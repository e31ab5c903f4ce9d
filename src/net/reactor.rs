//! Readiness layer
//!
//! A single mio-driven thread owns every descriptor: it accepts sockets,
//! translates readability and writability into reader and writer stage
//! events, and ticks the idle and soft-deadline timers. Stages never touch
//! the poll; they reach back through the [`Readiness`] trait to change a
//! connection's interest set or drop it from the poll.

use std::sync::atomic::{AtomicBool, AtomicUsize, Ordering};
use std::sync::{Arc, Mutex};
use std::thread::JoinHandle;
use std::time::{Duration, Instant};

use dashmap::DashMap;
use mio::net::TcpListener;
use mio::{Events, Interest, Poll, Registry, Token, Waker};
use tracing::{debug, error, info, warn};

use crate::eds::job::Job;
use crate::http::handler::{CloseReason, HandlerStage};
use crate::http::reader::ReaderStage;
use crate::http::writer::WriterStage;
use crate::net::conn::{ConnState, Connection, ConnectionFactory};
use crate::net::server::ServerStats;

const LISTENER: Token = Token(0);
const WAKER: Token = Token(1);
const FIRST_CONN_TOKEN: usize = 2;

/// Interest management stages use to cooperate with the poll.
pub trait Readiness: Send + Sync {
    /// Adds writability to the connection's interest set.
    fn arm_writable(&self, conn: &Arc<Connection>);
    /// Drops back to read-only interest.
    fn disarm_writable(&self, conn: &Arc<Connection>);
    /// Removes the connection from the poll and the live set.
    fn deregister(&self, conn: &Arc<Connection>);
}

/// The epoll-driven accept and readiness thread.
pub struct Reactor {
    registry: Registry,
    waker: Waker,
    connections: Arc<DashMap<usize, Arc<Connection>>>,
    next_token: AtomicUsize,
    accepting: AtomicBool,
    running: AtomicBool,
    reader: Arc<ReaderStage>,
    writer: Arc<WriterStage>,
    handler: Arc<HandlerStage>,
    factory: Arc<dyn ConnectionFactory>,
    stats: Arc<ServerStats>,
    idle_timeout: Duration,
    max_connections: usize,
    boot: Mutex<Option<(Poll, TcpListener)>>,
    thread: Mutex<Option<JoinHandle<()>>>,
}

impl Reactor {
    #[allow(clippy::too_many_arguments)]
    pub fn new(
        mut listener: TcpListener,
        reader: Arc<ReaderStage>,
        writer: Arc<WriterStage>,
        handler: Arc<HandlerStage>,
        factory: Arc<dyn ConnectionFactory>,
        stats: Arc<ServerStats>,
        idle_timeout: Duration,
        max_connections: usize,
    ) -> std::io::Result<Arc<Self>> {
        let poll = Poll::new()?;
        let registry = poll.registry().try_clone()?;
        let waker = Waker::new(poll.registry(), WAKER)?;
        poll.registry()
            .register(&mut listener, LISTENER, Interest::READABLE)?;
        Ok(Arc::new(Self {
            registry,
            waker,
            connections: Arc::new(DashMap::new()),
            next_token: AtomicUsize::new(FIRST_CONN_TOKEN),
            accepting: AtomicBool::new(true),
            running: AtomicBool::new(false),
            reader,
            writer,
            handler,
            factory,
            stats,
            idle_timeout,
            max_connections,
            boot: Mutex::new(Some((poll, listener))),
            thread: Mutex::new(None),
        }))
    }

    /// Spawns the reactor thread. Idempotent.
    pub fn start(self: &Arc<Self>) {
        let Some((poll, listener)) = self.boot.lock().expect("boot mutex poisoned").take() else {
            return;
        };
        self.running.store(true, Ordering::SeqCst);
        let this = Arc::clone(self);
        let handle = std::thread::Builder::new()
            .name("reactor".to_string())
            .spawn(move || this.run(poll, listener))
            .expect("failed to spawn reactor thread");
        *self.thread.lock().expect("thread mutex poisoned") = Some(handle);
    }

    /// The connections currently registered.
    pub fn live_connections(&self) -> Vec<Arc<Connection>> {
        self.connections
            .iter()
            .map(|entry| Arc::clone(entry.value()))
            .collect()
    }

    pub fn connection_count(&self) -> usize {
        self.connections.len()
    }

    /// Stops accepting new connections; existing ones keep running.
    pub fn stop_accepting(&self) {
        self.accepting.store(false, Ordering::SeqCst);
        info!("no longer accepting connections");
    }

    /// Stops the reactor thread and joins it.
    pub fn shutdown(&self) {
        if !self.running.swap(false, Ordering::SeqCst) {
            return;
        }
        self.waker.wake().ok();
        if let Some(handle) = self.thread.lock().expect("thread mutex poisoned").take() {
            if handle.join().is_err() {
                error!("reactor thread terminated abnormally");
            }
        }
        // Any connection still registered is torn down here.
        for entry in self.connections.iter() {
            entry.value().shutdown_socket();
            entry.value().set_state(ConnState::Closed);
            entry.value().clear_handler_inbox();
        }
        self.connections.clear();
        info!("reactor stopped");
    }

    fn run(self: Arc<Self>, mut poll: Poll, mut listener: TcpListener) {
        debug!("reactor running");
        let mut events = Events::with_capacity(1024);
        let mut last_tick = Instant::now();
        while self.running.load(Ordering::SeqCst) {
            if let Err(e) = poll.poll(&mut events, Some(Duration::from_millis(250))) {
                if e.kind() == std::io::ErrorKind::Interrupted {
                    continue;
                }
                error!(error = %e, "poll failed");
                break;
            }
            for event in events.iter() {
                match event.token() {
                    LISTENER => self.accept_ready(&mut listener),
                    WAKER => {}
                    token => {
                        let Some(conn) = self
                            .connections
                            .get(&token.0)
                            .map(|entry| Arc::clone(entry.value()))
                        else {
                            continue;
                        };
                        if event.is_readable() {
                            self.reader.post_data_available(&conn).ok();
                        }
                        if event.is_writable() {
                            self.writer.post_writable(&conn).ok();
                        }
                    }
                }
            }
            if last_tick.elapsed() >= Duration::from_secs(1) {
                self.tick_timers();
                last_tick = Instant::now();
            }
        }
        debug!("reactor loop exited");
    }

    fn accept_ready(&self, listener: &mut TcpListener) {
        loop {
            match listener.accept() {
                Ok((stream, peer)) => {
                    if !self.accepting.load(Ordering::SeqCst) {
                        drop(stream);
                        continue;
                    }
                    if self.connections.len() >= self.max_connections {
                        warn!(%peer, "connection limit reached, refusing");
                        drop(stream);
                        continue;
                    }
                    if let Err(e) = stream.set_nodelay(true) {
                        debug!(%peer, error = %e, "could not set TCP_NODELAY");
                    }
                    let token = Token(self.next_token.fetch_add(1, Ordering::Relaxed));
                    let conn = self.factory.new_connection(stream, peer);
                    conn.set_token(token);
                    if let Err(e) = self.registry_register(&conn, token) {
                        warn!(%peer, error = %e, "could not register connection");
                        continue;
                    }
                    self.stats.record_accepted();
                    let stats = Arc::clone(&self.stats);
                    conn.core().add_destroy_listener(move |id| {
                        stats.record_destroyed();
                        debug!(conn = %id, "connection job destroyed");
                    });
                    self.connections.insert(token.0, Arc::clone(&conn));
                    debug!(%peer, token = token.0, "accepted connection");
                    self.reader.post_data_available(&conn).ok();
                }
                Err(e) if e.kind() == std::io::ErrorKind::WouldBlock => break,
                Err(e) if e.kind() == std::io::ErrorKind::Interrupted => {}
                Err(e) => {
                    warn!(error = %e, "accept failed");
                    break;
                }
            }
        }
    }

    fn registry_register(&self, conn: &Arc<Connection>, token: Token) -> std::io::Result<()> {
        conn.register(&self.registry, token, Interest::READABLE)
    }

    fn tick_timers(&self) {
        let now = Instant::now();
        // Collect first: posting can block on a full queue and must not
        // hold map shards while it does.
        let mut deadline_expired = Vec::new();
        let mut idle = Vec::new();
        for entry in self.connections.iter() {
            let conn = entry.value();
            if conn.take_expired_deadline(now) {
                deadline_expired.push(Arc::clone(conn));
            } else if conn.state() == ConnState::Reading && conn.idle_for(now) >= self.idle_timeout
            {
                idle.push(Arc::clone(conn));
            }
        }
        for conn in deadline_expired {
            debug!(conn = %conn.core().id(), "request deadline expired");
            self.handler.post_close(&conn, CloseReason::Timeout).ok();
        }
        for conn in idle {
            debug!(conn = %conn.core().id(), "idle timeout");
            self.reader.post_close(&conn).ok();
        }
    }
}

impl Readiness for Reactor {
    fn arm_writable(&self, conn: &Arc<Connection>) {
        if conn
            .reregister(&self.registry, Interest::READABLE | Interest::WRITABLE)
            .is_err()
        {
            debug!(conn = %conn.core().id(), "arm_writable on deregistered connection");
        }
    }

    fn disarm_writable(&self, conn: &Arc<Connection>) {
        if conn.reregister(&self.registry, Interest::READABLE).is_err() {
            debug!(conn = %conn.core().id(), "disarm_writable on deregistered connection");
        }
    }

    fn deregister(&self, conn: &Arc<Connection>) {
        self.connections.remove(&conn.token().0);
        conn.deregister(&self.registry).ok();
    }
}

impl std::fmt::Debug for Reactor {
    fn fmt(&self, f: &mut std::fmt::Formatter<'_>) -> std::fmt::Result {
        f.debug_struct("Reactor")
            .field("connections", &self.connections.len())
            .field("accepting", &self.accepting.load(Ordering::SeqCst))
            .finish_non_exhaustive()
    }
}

============

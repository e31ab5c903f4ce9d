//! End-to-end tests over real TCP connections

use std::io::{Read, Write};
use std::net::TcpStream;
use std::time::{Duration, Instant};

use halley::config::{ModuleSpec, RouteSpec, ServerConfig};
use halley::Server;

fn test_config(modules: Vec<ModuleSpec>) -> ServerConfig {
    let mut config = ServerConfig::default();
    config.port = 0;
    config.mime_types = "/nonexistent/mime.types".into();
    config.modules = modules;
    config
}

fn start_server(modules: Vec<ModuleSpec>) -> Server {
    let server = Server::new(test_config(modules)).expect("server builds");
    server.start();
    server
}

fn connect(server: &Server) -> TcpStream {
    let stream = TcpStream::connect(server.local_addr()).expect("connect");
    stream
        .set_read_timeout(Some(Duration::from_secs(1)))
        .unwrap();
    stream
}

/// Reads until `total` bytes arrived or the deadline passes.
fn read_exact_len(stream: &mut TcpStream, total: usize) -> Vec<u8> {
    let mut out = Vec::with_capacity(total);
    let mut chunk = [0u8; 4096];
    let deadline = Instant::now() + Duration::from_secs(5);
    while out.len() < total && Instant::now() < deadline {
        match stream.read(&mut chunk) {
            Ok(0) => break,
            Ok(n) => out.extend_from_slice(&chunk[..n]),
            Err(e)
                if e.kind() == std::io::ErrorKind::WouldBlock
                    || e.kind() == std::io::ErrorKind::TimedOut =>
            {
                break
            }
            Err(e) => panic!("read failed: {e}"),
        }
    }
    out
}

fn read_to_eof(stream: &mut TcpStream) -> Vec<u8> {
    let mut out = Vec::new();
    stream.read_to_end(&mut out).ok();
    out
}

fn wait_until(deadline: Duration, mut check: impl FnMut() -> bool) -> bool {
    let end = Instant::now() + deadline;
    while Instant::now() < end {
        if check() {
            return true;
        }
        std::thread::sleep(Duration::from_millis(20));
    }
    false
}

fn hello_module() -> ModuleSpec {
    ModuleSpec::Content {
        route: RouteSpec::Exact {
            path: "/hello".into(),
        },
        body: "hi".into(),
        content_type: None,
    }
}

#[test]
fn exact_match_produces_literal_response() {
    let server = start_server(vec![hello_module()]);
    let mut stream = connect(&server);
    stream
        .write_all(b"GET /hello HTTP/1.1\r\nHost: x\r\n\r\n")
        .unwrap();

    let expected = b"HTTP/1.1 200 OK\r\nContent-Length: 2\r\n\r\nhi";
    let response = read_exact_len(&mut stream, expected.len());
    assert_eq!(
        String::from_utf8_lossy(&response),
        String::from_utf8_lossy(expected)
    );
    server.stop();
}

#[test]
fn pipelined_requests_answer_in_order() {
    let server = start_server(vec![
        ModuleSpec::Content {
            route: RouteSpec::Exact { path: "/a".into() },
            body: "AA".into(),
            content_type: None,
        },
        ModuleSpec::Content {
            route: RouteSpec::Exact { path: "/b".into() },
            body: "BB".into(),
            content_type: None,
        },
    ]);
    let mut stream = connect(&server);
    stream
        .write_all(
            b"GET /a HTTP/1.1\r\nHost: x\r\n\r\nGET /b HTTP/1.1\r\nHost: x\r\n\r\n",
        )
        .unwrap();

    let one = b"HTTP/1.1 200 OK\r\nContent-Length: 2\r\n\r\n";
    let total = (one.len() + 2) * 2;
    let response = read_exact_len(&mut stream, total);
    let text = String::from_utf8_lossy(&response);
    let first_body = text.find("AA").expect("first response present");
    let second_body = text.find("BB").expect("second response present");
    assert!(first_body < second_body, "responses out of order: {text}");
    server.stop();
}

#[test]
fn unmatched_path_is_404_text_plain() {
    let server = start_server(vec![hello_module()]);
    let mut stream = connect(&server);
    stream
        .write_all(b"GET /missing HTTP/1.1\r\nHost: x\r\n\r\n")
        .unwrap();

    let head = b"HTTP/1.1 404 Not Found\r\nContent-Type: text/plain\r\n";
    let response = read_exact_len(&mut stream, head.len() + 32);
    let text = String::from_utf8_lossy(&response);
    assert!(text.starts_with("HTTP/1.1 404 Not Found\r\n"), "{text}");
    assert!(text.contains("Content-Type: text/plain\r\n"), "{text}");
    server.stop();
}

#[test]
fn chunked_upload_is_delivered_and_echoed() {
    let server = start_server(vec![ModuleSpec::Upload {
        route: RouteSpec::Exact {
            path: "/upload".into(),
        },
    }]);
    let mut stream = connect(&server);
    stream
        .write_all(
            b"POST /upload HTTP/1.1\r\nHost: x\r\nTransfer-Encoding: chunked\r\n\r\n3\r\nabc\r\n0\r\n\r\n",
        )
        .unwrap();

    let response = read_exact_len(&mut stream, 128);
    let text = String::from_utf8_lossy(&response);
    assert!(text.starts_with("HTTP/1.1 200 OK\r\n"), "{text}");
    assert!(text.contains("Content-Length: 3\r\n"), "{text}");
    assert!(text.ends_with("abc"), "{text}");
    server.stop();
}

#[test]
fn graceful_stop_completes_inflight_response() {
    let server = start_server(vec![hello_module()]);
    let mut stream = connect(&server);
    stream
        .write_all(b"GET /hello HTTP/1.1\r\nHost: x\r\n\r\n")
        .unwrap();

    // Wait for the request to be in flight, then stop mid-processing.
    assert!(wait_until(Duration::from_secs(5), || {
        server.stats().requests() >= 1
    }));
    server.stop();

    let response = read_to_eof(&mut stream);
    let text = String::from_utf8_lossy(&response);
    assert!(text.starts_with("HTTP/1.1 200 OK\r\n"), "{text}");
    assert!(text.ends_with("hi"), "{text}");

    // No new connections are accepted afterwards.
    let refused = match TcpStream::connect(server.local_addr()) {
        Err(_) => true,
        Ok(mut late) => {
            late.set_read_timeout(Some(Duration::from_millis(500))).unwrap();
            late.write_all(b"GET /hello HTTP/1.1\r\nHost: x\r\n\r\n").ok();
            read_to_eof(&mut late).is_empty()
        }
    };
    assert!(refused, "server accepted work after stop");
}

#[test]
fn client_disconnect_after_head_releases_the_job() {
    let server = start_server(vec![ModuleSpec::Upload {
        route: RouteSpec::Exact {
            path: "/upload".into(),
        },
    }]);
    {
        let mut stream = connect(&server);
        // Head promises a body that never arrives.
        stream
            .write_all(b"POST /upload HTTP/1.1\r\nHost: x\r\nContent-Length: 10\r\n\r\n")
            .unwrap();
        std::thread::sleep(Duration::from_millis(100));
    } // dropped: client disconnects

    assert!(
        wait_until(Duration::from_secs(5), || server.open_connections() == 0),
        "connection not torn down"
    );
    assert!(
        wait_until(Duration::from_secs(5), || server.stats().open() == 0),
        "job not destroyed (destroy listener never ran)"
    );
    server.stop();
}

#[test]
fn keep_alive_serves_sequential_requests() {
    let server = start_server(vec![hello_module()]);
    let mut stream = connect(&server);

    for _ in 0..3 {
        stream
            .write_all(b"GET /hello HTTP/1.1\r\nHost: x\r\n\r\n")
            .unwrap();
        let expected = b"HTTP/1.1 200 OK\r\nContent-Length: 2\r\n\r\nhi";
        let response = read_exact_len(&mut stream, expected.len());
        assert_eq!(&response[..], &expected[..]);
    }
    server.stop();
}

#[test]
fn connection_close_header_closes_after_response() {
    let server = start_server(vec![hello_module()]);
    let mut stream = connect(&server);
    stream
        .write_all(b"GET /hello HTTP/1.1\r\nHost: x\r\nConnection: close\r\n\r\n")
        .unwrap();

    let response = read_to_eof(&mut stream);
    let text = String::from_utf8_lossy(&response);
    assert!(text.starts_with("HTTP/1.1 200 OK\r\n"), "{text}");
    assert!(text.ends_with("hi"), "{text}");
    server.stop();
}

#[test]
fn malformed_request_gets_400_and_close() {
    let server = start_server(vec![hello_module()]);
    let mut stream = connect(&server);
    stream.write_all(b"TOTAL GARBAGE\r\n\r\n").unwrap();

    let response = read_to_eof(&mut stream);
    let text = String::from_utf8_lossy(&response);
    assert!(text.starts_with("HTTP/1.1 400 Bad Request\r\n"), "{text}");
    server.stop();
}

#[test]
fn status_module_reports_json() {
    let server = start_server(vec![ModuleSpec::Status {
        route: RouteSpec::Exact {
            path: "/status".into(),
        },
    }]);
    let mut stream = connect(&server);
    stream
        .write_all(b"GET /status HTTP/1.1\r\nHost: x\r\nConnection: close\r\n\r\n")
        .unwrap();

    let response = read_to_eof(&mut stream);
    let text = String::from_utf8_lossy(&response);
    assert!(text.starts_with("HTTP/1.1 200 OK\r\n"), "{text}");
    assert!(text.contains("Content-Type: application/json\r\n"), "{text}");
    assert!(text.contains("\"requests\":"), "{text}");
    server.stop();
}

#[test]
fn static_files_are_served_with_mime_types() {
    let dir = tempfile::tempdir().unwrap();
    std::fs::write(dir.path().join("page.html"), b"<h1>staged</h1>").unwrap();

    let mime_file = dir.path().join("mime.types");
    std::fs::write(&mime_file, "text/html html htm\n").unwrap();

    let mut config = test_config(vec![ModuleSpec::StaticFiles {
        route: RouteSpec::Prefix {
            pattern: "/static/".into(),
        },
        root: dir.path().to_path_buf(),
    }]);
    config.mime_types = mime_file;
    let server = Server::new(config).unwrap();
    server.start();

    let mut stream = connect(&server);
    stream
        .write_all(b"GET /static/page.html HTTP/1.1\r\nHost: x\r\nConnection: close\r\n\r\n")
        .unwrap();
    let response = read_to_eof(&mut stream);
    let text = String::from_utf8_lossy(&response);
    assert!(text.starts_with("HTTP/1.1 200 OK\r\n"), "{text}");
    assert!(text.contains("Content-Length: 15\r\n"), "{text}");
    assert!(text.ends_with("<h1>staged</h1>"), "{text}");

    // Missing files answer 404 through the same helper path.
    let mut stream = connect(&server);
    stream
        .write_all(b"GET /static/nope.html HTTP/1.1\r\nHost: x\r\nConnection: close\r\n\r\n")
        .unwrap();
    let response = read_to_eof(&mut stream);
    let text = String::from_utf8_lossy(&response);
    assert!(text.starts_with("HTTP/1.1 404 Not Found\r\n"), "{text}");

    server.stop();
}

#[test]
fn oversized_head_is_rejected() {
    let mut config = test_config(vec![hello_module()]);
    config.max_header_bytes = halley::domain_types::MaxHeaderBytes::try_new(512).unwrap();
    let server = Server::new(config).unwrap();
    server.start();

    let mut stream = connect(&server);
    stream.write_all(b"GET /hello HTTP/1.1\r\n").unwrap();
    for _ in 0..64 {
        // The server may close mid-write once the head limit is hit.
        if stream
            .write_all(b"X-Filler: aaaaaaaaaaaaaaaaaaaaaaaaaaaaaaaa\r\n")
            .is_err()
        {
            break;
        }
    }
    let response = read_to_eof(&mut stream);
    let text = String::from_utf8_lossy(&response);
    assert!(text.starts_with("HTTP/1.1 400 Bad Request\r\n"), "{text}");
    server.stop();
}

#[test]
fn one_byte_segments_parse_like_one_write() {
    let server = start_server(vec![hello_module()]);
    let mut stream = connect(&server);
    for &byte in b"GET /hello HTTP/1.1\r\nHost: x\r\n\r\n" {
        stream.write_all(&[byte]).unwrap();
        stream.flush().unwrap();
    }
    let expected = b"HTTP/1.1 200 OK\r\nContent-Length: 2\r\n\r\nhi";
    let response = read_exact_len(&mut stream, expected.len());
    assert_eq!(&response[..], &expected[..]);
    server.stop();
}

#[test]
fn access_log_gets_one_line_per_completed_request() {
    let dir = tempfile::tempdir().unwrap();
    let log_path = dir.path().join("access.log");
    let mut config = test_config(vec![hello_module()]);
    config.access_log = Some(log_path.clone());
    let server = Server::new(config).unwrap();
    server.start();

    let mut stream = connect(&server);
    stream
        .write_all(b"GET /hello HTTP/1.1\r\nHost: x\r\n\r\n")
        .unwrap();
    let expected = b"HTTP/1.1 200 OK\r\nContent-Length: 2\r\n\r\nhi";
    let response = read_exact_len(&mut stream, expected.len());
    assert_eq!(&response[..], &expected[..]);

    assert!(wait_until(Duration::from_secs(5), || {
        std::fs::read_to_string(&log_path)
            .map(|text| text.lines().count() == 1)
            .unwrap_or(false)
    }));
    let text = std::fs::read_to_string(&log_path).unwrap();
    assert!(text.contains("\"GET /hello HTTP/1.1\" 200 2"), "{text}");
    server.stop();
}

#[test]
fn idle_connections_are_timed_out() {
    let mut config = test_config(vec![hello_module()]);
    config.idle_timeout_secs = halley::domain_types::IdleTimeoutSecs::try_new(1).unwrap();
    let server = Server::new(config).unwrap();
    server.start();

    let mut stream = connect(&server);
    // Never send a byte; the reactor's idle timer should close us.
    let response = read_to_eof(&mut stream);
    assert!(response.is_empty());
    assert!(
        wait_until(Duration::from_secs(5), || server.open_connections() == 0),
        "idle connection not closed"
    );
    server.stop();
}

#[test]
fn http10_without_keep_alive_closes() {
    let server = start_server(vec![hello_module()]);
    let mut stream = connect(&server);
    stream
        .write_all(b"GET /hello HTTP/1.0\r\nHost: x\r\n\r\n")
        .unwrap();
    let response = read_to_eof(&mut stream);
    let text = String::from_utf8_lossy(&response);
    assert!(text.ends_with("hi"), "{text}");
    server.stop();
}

============

What the task asks:
Where does the word "deregistered" appear in the listing? List each line that holds it.

Expected answer:
            debug!(conn = %conn.core().id(), "arm_writable on deregistered connection");
            debug!(conn = %conn.core().id(), "disarm_writable on deregistered connection");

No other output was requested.